La penúltima escapada a Picos, esta, terminó en una
zambullida en la Riega del Tejo. “Caso único. Se bañó en las aguas heladas del
mar o de un río y no lo contó a nadie.” (Iñaki Uriarte). Touché. Como estaba ya cerca del coche me metí con las botas, por
comodidad. La roca que me sirvió para saltar a la poza me sirvió también para
secarme al sol. Desde el camino de arriba nadie me podía ver con esas trazas,
en gayumbos y con las botas. Éstas se fueron secando al sol en el patio de casa.
Hasta que dos meses después volví a ponerlas en Fuente Dé. Habían encogido. La
presión contra los dedos empezaba a ser dolorosa en las contadas bajadas de la
canal de san Luis, pero no entraba en mis planes dar la vuelta y comprar otras
botas en Sotres. Quería llegar a dormir a Collado Jermoso después de hacer el
cordal de la Torre de las Minas de Carbón, Casiano de Prado y Llambrión. Ya se
irán dando, pensaba. Llegué al refugio de noche. Una noche profundamente estrellada.
Ya escuchaba el agua de la fuente cuando a la escasa luz del frontal vi de
pronto dos luces verdes que se movían delante de mí. Me asusté, hasta que me di
cuenta de que eran los ojos de un rebeco. Mientras me preparaban un bocadillo
de lomo llegó el momento de ver cómo estaban los pies. Sentía cada golpe de
sangre del pulso en los dedos. La matriz de los pulgares estaba morada. Cuando me puse las
deportivas quería llorar, no sé si de placer o de dolor. Metí unas piedras a
presión en la puntera para que abrieran la bota en lo posible durante la noche.
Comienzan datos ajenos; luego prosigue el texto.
//! Cascade behaviour observed through the engine.

use std::sync::Arc;

use anyhow::{Result, anyhow};
use style_orchestrator::style::cascade;
use style_orchestrator::{
    ComputedStyle, MatchedRule, NodeKey, RuleId, Specificity, StyleContext, StyleEngine,
    StyleOptions, StyleRule,
};
use style_values::{Length, PropertyId, Rgba, StyleValueCollection, parse_declarations};

#[cfg(test)]
mod tests {
    use super::*;

    const ROOT: NodeKey = NodeKey(1);
    const CHILD: NodeKey = NodeKey(2);

    fn rule(engine: &StyleEngine, id: u64, text: &str) -> Arc<StyleRule> {
        Arc::new(StyleRule::parse(engine.context().registry(), RuleId(id), text))
    }

    fn matched(engine: &StyleEngine, id: u64, text: &str, classes: u32, order: u32) -> MatchedRule {
        MatchedRule::new(rule(engine, id, text), Specificity(0, classes, 0), order)
    }

    fn style(engine: &StyleEngine, node: NodeKey) -> Result<ComputedStyle> {
        engine
            .computed_style(node)
            .cloned()
            .ok_or_else(|| anyhow!("{node:?} has no style"))
    }

    #[test]
    fn resolution_is_idempotent() -> Result<()> {
        let _ = env_logger::builder().is_test(true).try_init();
        let context = StyleContext::new();
        let registry = context.registry();
        let rules = [
            MatchedRule::new(
                Arc::new(StyleRule::parse(registry, RuleId(1), "width: 10px; margin: 1px 2px")),
                Specificity(0, 1, 0),
                0,
            ),
            MatchedRule::new(
                Arc::new(StyleRule::parse(registry, RuleId(2), "color: red; flex: 2")),
                Specificity(0, 0, 1),
                1,
            ),
        ];
        let inline_rule = StyleRule::parse(registry, RuleId(3), "opacity: 0.5");
        let mut inline = StyleValueCollection::new();
        for declaration in parse_declarations(registry, "height: 50%") {
            inline.set_declaration(declaration);
        }
        let first = cascade::resolve(&context, None, &rules, Some(&inline_rule), &inline);
        let second = cascade::resolve(&context, None, &rules, Some(&inline_rule), &inline);
        assert_eq!(first, second);

        let mut engine = StyleEngine::default();
        engine.attach_styled(ROOT, None, rules.to_vec(), None)?;
        engine.take_changes();
        engine.set_matched_rules(ROOT, rules.to_vec())?;
        assert!(engine.take_changes().is_empty());
        Ok(())
    }

    #[test]
    fn specificity_then_source_order() -> Result<()> {
        let _ = env_logger::builder().is_test(true).try_init();
        let mut engine = StyleEngine::default();
        let rules = vec![
            matched(&engine, 1, "width: 30px; height: 5px", 2, 0),
            matched(&engine, 2, "width: 10px; height: 6px", 1, 2),
            matched(&engine, 3, "height: 7px", 1, 1),
        ];
        engine.attach_styled(ROOT, None, rules, None)?;
        let computed = style(&engine, ROOT)?;
        assert_eq!(computed.layout().width, Length::px(30.0));
        assert_eq!(computed.layout().height, Length::px(5.0));
        Ok(())
    }

    #[test]
    fn initial_ignores_the_parent() -> Result<()> {
        let _ = env_logger::builder().is_test(true).try_init();
        let mut engine = StyleEngine::default();
        let parent_rules = vec![matched(&engine, 1, "color: white; font-size: 30px", 0, 0)];
        engine.attach_styled(ROOT, None, parent_rules, None)?;
        let child_rules = vec![matched(&engine, 2, "color: initial", 0, 1)];
        engine.attach_styled(CHILD, Some(ROOT), child_rules, None)?;
        let child = style(&engine, CHILD)?;
        assert_eq!(child.inherited().color, Rgba::BLACK);
        assert!((child.inherited().font_size - 30.0).abs() < f32::EPSILON);
        Ok(())
    }

    #[test]
    fn untouched_properties_inherit_or_take_initial() -> Result<()> {
        let _ = env_logger::builder().is_test(true).try_init();
        let mut engine = StyleEngine::default();
        let parent_rules = vec![matched(&engine, 1, "color: #ff0000; width: 200px", 0, 0)];
        engine.attach_styled(ROOT, None, parent_rules, None)?;
        engine.attach(CHILD, Some(ROOT))?;
        let child = style(&engine, CHILD)?;
        assert_eq!(child.inherited().color, Rgba::new(255, 0, 0, 255));
        assert_eq!(child.layout().width, Length::auto());
        Ok(())
    }

    #[test]
    fn percentage_font_size_uses_the_parent_pixels() -> Result<()> {
        let _ = env_logger::builder().is_test(true).try_init();
        let mut engine = StyleEngine::default();
        let parent_rules = vec![matched(&engine, 1, "font-size: 20px", 0, 0)];
        engine.attach_styled(ROOT, None, parent_rules, None)?;
        let child_rules = vec![matched(&engine, 2, "font-size: 50%", 0, 1)];
        engine.attach_styled(CHILD, Some(ROOT), child_rules, None)?;
        assert!((style(&engine, CHILD)?.inherited().font_size - 10.0).abs() < f32::EPSILON);
        Ok(())
    }

    #[test]
    fn root_percentages_use_the_configured_root_size() -> Result<()> {
        let _ = env_logger::builder().is_test(true).try_init();
        let options = StyleOptions {
            root_font_size_px: 10.0,
            ..StyleOptions::default()
        };
        let mut engine = StyleEngine::new(Arc::new(StyleContext::with_options(options)));
        let rules = vec![matched(&engine, 1, "font-size: 150%", 0, 0)];
        engine.attach_styled(ROOT, None, rules, None)?;
        assert!((style(&engine, ROOT)?.inherited().font_size - 15.0).abs() < f32::EPSILON);
        Ok(())
    }

    #[test]
    fn inherited_changes_restyle_children() -> Result<()> {
        let _ = env_logger::builder().is_test(true).try_init();
        let mut engine = StyleEngine::default();
        engine.attach(ROOT, None)?;
        engine.attach(CHILD, Some(ROOT))?;
        engine.take_changes();
        let rules = vec![matched(&engine, 1, "font-size: 24px", 0, 0)];
        engine.set_matched_rules(ROOT, rules)?;
        let changed: Vec<NodeKey> = engine.take_changes().into_iter().map(|(node, _)| node).collect();
        assert_eq!(changed, vec![ROOT, CHILD]);
        assert!((style(&engine, CHILD)?.inherited().font_size - 24.0).abs() < f32::EPSILON);
        Ok(())
    }

    #[test]
    fn siblings_with_equal_rules_share_a_baseline() -> Result<()> {
        let _ = env_logger::builder().is_test(true).try_init();
        let mut engine = StyleEngine::default();
        let shared = matched(&engine, 1, "width: 4px", 0, 0);
        engine.attach(ROOT, None)?;
        engine.attach_styled(CHILD, Some(ROOT), vec![shared.clone()], None)?;
        engine.attach_styled(NodeKey(3), Some(ROOT), vec![shared], None)?;
        assert!(engine.shares_baseline(CHILD, NodeKey(3)));
        assert!(!engine.shares_baseline(ROOT, CHILD));

        engine.detach(CHILD)?;
        engine.detach(NodeKey(3))?;
        assert_eq!(engine.purge_baselines(), 1);
        Ok(())
    }

    #[test]
    fn unknown_properties_are_ignored() -> Result<()> {
        let _ = env_logger::builder().is_test(true).try_init();
        let mut engine = StyleEngine::default();
        let rules = vec![matched(&engine, 1, "-unity-font: x; glow: 3px; width: 8px", 0, 0)];
        engine.attach_styled(ROOT, None, rules, None)?;
        assert_eq!(style(&engine, ROOT)?.layout().width, Length::px(8.0));
        assert_eq!(engine.context().registry().id_for_name("glow"), PropertyId::Unknown);
        Ok(())
    }
}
Dormí bien. Al día siguiente quería cruzar hacia Cabrones por el collado de La
Celada. Parecía que las botas me molestaban menos. Llegué a la cima de La
Palanca y bajé hasta el Jou Grande para remontar a la Horcada de Caín, o Arenizas
Altas, una travesía preciosa que no conocía. En la collada quité las botas. Aunque
me molestaban menos, los dedos estaban mal. Decidí cambiar de planes a pesar de
que tenía pagada la reserva en el refugio de Cabrones. Fue curioso reservar por
Booking una habitación en Sotres desde 2300 metros de altura, rodeado de agujas
y desventidos. El milagro de Internet. Esta concesión al cuerpo me infundió un
vigor repentino que no sé de dónde salía. No tenemos un cuerpo, somos un
cuerpo. Los huevos con patatas y chorizo que me metí en la terraza del hotel Peña
Castil los recordaré entre los platos más refinados con que me haya regalado, y
la minúscula habitación con su catre y su ducha, como la suite más lujosa. Estar tumbado viendo pijadas en el móvil con no
sé qué partido de tenis en Teledeporte de fondo me parecía el más alto de los
destinos posibles. Me había hecho con mucho gusto a la idea de postergar para
mejor vez la subida a Peña Castil y su cueva helada, pero tal vez podría llegar
al día siguiente en coche hasta las Vegas de Sotres y caminar con las
deportivas por la pista que llega al refugio de Áliva. Así se hizo, y mereció
la pena.
Había renunciado, por no repetirme, al “Diario de
Jermoso”, y mira por dónde se me caen ahora todos estos gentilicios. Canal de
la Celada, Horcada de Caín, Hielo Pamparroso… Grand sabor. Lo iba a dejar en una entrada titulada “Una poética me
manda hacer el monte”, una idea más bien sugerida por Javier Almuzara en el
piscolabis que siguió a una de las representaciones de Fuenteovejuna, la tarde anterior al susodicho boticidio. Si lo dejo aquí apuntado es sólo para
obligarme a escribirlo. Así está la cosa con el blog (no pones más que canciones, me recrimina uno de sus escogidos lectores).